The budget also adds new domestic training capacity in respiratory therapy, occupational therapy, speech language pathology, physician assistants, and continuing care assistants, alongside $125 million for Immigration and Career Training programming.
Public Safety
Budget 2026 highlights the importance of spending on Public Safety. The total budget is $310 million to support Saskatchewan RCMP and First-Nations policing, alongside continued investments in the Marshals Service.
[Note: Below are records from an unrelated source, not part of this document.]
//! Remote manifest builder
//!
//! The remote tree is walked depth-first with an explicit stack. Each stack
//! entry carries the canonical paths of its ancestors, so a link pointing back
//! up the tree is reported as a cycle while a link to a sibling subtree is
//! listed under both names.

use crate::manifest::{ScanFailure, ScanOutcome};
use ferrosync_config::DEFAULT_DOWNLOAD_THRESHOLD;
use ferrosync_remote::RemoteSession;
use ferrosync_types::{
    join_remote, normalize_remote_path, ContentDigest, Fingerprint, RelativePath, Result,
};
use tracing::{debug, info, warn};

/// A directory waiting to be listed
struct PendingDir {
    path: String,
    prefix: Option<RelativePath>,
    /// Canonical paths from the root down to the parent
    ancestors: Vec<String>,
}

/// Lists and fingerprints a remote directory tree
#[derive(Debug, Clone, Copy)]
pub struct RemoteManifestBuilder {
    download_threshold: u64,
}

impl Default for RemoteManifestBuilder {
    fn default() -> Self {
        Self {
            download_threshold: DEFAULT_DOWNLOAD_THRESHOLD,
        }
    }
}

impl RemoteManifestBuilder {
    /// Create a builder with the default 10 MiB download threshold
    pub fn new() -> Self {
        Self::default()
    }

    /// Largest file downloaded when the server cannot hash it
    pub fn download_threshold(mut self, bytes: u64) -> Self {
        self.download_threshold = bytes;
        self
    }

    /// Scan `remote_root`
    ///
    /// A missing root yields an empty manifest. Only a root that fails path
    /// guarding is an error; every other problem is reported in
    /// [`ScanOutcome::failures`].
    pub async fn build(&self, session: &RemoteSession, remote_root: &str) -> Result<ScanOutcome> {
        let root = normalize_remote_path(remote_root)?;
        let mut outcome = ScanOutcome::default();

        match session.is_dir(&root).await {
            Ok(true) => {}
            Ok(false) => {
                debug!(path = %root, "remote root does not exist yet");
                return Ok(outcome);
            }
            Err(error) => {
                outcome.failures.push(ScanFailure::new(&root, error.to_string()));
                return Ok(outcome);
            }
        }

        let mut pending = vec![PendingDir {
            path: root.clone(),
            prefix: None,
            ancestors: Vec::new(),
        }];

        while let Some(PendingDir {
            path: dir,
            prefix,
            mut ancestors,
        }) = pending.pop()
        {
            let label = prefix
                .as_ref()
                .map_or_else(|| root.clone(), |p| p.to_string());

            let identity = session
                .canonicalize(&dir)
                .await
                .unwrap_or_else(|_| dir.clone());
            if ancestors.contains(&identity) {
                warn!(path = %dir, "skipping link back to ancestor {}", identity);
                outcome.failures.push(ScanFailure::new(
                    label,
                    format!("directory cycle, links back to {}", identity),
                ));
                continue;
            }
            ancestors.push(identity);

            let mut names = match session.list_dir(&dir).await {
                Ok(names) => names,
                Err(error) => {
                    warn!(path = %dir, "failed to list remote directory: {}", error);
                    outcome.failures.push(ScanFailure::new(label, error.to_string()));
                    continue;
                }
            };
            names.sort();

            let mut subdirs = Vec::new();
            for name in names {
                if name == "." || name == ".." {
                    continue;
                }

                let candidate = match &prefix {
                    Some(prefix) => format!("{}/{}", prefix, name),
                    None => name,
                };
                let relative = match RelativePath::new(&candidate) {
                    Ok(relative) if relative.as_str() == candidate => relative,
                    Ok(_) => {
                        warn!(path = %candidate, "remote name has no local equivalent");
                        outcome.failures.push(ScanFailure::new(
                            candidate,
                            "name contains a path separator",
                        ));
                        continue;
                    }
                    Err(error) => {
                        outcome.failures.push(ScanFailure::new(candidate, error.to_string()));
                        continue;
                    }
                };
                let path = join_remote(&root, &relative);

                match session.is_dir(&path).await {
                    Ok(true) => subdirs.push(PendingDir {
                        path,
                        prefix: Some(relative),
                        ancestors: ancestors.clone(),
                    }),
                    Ok(false) => match session.is_file(&path).await {
                        Ok(true) => {
                            let fingerprint = self.fingerprint(session, &path).await;
                            outcome.manifest.insert(relative, fingerprint);
                        }
                        Ok(false) => debug!(path = %path, "skipping special remote entry"),
                        Err(error) => outcome
                            .failures
                            .push(ScanFailure::new(relative.as_str(), error.to_string())),
                    },
                    Err(error) => outcome
                        .failures
                        .push(ScanFailure::new(relative.as_str(), error.to_string())),
                }
            }

            // Reversed so the stack pops siblings in lexicographic order.
            pending.extend(subdirs.into_iter().rev());
        }

        info!(
            "Listed {} remote files under '{}' ({} skipped)",
            outcome.manifest.len(),
            root,
            outcome.failures.len()
        );
        Ok(outcome)
    }

    /// Server-side digest, else a bounded download, else unknown
    async fn fingerprint(&self, session: &RemoteSession, path: &str) -> Fingerprint {
        match session.remote_md5(path).await {
            Ok(Some(digest)) => return Fingerprint::HashedRemote(digest),
            Ok(None) => {}
            Err(error) => debug!(path = %path, "remote hash failed: {}", error),
        }

        let size = match session.stat(path).await {
            Ok(Some(metadata)) => metadata.size,
            Ok(None) => return Fingerprint::Unknown,
            Err(error) => {
                debug!(path = %path, "stat failed: {}", error);
                return Fingerprint::Unknown;
            }
        };

        if size > self.download_threshold {
            debug!(path = %path, size, "too large to download for hashing");
            return Fingerprint::Unknown;
        }

        match session.read_file(path).await {
            Ok(content) => Fingerprint::Downloaded(ContentDigest::of_bytes(&content)),
            Err(error) => {
                debug!(path = %path, "download for hashing failed: {}", error);
                Fingerprint::Unknown
            }
        }
    }
}
#![deny(warnings)]

//! Counterpart decision policies.
//!
//! Rival firms and negotiation counterparts are driven by pure functions
//! over `(round, history)`. Policies that look one round back treat round 1
//! as an explicit special case instead of reading past the start of the
//! history.

use game_core::{ConcessionPolicy, EntryDecision, EntryRound, RivalPolicy, Seat, TalksRound};
use rand::Rng;
use rust_decimal::Decimal;

/// Decide a rival firm's move for `round` (1-based) given the immutable
/// history of resolved rounds.
///
/// Round 1 defaults: `MirrorPlayer` flips a fair coin, `PayoffChaser`
/// enters.
pub fn rival_decision(
    policy: &RivalPolicy,
    round: u32,
    history: &[EntryRound],
    rng: &mut impl Rng,
) -> EntryDecision {
    let previous = round
        .checked_sub(2)
        .and_then(|i| history.get(i as usize));
    match policy {
        RivalPolicy::AlwaysEnter => EntryDecision::Enter,
        RivalPolicy::RandomEntry { enter_prob } => {
            if rng.gen_bool(*enter_prob) {
                EntryDecision::Enter
            } else {
                EntryDecision::StayOut
            }
        }
        RivalPolicy::MirrorPlayer => match previous {
            Some(prev) => prev.player,
            None => {
                if rng.gen_bool(0.5) {
                    EntryDecision::Enter
                } else {
                    EntryDecision::StayOut
                }
            }
        },
        RivalPolicy::PayoffChaser => match previous {
            Some(prev) if prev.payoff < 0 => EntryDecision::StayOut,
            _ => EntryDecision::Enter,
        },
    }
}

/// Counterpart proposal for a talks round.
///
/// `seat` is the seat the counterpart occupies; `limit` is the boundary it
/// concedes toward (the employer's budget ceiling or the employee's
/// reservation floor). Proposals never cross the limit. Round 1 repeats the
/// opening for every schedule.
pub fn counter_proposal(
    policy: &ConcessionPolicy,
    seat: Seat,
    round: u32,
    history: &[TalksRound],
    opening: Decimal,
    limit: Decimal,
) -> Decimal {
    let clamp = |proposal: Decimal| match seat {
        Seat::Employer => proposal.min(limit),
        Seat::Employee => proposal.max(limit),
    };
    match policy {
        ConcessionPolicy::HoldFirm => opening,
        ConcessionPolicy::LinearConcession { step } => {
            let conceded = *step * Decimal::from(round.saturating_sub(1));
            let moved = match seat {
                Seat::Employer => opening + conceded,
                Seat::Employee => opening - conceded,
            };
            clamp(moved)
        }
        ConcessionPolicy::SplitTheDifference => {
            let previous = round
                .checked_sub(2)
                .and_then(|i| history.get(i as usize));
            match previous {
                None => opening,
                Some(prev) => {
                    let (own_last, player_last) = match seat {
                        Seat::Employer => (prev.offer, prev.demand),
                        Seat::Employee => (prev.demand, prev.offer),
                    };
                    clamp((own_last + player_last) / Decimal::TWO)
                }
            }
        }
    }
}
Municipal and community supports are also visible:
- Nearly $400 million in Municipal Revenue Sharing, up $30 million
- $140 million for the Saskatchewan Public Safety Agency
- Doubling the Volunteer First Responders’ Tax Credit from $3,000 to $6,000
Affordability
Affordability is one of the Saskatchewan government’s core focuses. The budget contains about $2.5 billion in annual affordability measures, including continued multi-year personal income tax relief, a larger Saskatchewan Low-Income Tax Credit, housing-related supports, and roughly $500 million in savings from the removal of the federal carbon tax from SaskPower bills.
Summary
The government’s short-term fiscal objective is clear: preserve services now, return to balance later. The 2026-27 deficit of $819.4 million is an improvement from the $1.2105 billion forecast deficit for 2025-26, but it still reflects the increasing costs of providing core services. The government aims to return to balance by relying on program reviews, economic growth, and a 3% workforce reduction through attrition over two years, without eliminating filled positions. This budget represents a choice to continue focusing on core programming and economic growth, rather than cutting programming to return to a surplus position.